| YOUR TASK |
Quote the entries below from the line with "let endpoint = std::env::var(ENDPOINT_ENV)" through the line with "-> Result<Vec<String>, SchedulerError>", both ends included, and only those lines.

Collected data
◆ ◆ ◆ ◆

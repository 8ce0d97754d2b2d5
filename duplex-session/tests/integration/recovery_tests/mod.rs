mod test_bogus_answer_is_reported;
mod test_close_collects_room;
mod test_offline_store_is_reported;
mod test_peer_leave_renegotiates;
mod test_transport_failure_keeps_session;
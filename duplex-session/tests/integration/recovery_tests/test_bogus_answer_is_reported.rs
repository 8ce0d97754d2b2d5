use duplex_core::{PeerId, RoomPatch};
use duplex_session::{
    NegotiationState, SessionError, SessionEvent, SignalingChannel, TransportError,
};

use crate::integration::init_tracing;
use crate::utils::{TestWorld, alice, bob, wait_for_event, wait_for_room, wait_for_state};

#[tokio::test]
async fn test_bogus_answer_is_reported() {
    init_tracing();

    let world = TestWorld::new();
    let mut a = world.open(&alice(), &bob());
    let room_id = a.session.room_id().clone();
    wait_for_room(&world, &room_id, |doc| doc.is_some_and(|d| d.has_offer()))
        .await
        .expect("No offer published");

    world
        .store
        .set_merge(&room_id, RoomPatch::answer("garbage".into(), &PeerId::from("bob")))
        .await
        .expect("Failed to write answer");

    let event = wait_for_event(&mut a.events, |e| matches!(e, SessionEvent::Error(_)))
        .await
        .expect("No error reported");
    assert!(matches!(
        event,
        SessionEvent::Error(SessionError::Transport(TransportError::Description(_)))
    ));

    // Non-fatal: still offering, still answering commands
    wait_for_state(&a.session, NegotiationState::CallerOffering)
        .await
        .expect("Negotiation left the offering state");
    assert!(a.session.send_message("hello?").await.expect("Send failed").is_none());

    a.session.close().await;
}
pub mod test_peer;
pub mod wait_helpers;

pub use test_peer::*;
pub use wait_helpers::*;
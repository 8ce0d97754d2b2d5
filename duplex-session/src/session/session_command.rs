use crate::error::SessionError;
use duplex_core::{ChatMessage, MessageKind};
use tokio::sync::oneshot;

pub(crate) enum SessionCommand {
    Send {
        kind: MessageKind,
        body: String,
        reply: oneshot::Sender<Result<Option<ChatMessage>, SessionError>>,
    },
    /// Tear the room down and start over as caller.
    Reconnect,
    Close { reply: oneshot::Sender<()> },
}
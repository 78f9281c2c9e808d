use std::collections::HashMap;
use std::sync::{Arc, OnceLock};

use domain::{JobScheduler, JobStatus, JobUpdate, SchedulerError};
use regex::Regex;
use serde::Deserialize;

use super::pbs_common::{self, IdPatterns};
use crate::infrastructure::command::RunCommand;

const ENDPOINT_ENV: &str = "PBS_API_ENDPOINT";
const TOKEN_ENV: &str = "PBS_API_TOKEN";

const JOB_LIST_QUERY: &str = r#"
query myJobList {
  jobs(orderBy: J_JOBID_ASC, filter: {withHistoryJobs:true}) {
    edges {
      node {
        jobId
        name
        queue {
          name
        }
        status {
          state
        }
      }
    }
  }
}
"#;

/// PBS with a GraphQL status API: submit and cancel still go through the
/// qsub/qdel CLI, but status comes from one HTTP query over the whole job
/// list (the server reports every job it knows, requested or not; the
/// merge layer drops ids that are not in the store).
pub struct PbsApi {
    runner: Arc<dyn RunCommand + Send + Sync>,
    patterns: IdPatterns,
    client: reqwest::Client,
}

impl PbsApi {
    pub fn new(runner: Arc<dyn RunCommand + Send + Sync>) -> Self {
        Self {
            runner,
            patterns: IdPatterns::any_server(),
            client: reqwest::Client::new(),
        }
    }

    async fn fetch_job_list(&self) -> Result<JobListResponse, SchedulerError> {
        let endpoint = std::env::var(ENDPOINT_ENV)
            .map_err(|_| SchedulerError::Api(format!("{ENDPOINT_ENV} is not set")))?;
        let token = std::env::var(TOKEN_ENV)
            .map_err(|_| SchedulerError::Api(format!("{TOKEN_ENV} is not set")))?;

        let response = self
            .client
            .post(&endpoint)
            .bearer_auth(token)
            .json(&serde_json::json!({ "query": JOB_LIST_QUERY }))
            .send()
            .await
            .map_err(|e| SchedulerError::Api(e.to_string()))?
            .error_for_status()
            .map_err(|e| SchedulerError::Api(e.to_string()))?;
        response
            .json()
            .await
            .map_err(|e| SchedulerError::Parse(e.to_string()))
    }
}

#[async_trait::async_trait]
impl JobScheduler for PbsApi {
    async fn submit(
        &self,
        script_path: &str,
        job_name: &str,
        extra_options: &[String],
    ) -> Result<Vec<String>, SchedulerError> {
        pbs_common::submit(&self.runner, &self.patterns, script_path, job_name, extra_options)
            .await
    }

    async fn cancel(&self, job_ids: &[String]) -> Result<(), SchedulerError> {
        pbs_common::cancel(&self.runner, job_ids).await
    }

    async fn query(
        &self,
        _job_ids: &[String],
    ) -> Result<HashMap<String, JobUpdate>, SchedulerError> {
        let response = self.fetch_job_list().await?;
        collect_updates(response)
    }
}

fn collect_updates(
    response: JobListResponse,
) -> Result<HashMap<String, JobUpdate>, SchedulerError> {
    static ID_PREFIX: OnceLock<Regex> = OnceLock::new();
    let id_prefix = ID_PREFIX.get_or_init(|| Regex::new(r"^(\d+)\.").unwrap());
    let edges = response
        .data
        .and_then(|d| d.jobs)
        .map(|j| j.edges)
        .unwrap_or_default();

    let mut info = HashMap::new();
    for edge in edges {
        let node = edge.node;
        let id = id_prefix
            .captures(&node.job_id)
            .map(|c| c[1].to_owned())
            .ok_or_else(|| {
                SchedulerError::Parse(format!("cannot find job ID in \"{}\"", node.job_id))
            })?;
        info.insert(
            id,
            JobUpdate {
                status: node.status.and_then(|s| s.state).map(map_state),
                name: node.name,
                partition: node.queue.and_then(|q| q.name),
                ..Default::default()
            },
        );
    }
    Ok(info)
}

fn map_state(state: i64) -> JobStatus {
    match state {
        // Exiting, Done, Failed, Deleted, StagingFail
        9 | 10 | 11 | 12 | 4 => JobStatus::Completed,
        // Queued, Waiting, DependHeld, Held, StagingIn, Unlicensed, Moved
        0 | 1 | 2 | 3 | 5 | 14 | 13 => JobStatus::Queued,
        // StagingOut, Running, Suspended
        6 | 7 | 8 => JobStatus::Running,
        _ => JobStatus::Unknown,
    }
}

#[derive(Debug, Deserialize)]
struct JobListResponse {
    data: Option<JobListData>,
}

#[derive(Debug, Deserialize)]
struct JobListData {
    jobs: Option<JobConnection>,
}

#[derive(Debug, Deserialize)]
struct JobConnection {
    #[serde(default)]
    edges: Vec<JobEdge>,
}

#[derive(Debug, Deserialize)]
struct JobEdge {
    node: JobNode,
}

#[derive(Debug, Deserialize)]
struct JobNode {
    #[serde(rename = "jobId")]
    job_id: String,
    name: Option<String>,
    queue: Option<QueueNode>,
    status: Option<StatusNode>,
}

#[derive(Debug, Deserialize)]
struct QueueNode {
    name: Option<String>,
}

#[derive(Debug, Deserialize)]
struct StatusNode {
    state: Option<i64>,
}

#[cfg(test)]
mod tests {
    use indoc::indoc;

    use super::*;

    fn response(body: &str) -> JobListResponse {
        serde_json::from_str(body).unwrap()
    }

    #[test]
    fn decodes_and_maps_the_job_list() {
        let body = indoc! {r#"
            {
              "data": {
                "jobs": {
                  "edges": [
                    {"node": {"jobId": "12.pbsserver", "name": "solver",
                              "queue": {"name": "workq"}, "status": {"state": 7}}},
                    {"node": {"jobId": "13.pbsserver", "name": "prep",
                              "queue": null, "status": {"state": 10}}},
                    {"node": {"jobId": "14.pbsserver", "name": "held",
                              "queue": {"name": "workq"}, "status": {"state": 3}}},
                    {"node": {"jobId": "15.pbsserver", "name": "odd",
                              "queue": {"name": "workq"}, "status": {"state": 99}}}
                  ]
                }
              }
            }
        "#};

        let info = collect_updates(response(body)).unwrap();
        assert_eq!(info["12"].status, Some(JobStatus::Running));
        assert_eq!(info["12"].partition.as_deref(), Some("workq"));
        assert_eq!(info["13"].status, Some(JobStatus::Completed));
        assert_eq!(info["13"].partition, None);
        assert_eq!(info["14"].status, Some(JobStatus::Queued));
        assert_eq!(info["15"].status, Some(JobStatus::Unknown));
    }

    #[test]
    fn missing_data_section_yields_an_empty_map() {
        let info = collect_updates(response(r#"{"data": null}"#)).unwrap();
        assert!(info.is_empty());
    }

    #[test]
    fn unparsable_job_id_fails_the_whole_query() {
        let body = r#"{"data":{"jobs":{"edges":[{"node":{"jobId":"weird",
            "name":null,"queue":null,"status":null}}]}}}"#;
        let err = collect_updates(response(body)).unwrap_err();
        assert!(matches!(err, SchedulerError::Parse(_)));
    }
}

◆ ◆ ◆ ◆

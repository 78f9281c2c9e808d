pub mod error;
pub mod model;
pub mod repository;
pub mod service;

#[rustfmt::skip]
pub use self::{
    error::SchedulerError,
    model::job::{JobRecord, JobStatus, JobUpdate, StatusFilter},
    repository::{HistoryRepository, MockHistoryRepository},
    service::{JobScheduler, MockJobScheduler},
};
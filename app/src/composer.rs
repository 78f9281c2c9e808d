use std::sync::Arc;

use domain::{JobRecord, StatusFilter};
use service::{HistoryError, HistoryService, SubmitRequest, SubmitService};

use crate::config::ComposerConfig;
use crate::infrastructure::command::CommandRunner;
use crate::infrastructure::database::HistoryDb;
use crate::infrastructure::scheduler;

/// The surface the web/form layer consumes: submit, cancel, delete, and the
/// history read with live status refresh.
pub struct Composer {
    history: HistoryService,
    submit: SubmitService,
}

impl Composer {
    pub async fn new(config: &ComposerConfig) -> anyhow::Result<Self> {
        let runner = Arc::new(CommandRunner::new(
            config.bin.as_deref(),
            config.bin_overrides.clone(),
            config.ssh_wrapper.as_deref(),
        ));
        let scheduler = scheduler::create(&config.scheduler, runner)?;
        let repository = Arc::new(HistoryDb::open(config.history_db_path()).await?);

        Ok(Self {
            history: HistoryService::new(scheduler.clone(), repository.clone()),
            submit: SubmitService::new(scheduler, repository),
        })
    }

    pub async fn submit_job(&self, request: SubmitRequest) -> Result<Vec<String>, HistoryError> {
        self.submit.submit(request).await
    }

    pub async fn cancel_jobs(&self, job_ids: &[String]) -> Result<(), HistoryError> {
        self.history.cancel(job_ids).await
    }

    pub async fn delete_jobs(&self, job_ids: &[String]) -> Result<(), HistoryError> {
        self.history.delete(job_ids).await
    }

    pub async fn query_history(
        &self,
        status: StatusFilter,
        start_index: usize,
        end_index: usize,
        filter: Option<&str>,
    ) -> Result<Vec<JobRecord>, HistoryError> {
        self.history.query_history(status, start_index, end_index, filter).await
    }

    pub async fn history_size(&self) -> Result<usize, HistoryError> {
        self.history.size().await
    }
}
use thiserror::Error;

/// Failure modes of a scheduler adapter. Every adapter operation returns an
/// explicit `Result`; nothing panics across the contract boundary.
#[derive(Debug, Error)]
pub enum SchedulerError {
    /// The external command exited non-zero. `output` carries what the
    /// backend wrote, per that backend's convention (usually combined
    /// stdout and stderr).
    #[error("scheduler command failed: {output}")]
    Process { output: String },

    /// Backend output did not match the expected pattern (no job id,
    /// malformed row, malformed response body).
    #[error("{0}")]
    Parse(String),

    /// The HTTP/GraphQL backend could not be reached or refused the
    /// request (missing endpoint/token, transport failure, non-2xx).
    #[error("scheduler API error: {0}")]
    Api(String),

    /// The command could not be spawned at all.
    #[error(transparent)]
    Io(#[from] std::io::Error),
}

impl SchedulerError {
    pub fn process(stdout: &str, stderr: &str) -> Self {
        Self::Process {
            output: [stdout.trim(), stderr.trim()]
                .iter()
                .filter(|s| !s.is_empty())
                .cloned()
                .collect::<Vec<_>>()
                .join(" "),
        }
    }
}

◆ ◆ ◆ ◆

| THE COMPLETED TASK |
        let endpoint = std::env::var(ENDPOINT_ENV)
            .map_err(|_| SchedulerError::Api(format!("{ENDPOINT_ENV} is not set")))?;
        let token = std::env::var(TOKEN_ENV)
            .map_err(|_| SchedulerError::Api(format!("{TOKEN_ENV} is not set")))?;

        let response = self
            .client
            .post(&endpoint)
            .bearer_auth(token)
            .json(&serde_json::json!({ "query": JOB_LIST_QUERY }))
            .send()
            .await
            .map_err(|e| SchedulerError::Api(e.to_string()))?
            .error_for_status()
            .map_err(|e| SchedulerError::Api(e.to_string()))?;
        response
            .json()
            .await
            .map_err(|e| SchedulerError::Parse(e.to_string()))
    }
}

#[async_trait::async_trait]
impl JobScheduler for PbsApi {
    async fn submit(
        &self,
        script_path: &str,
        job_name: &str,
        extra_options: &[String],
    ) -> Result<Vec<String>, SchedulerError> {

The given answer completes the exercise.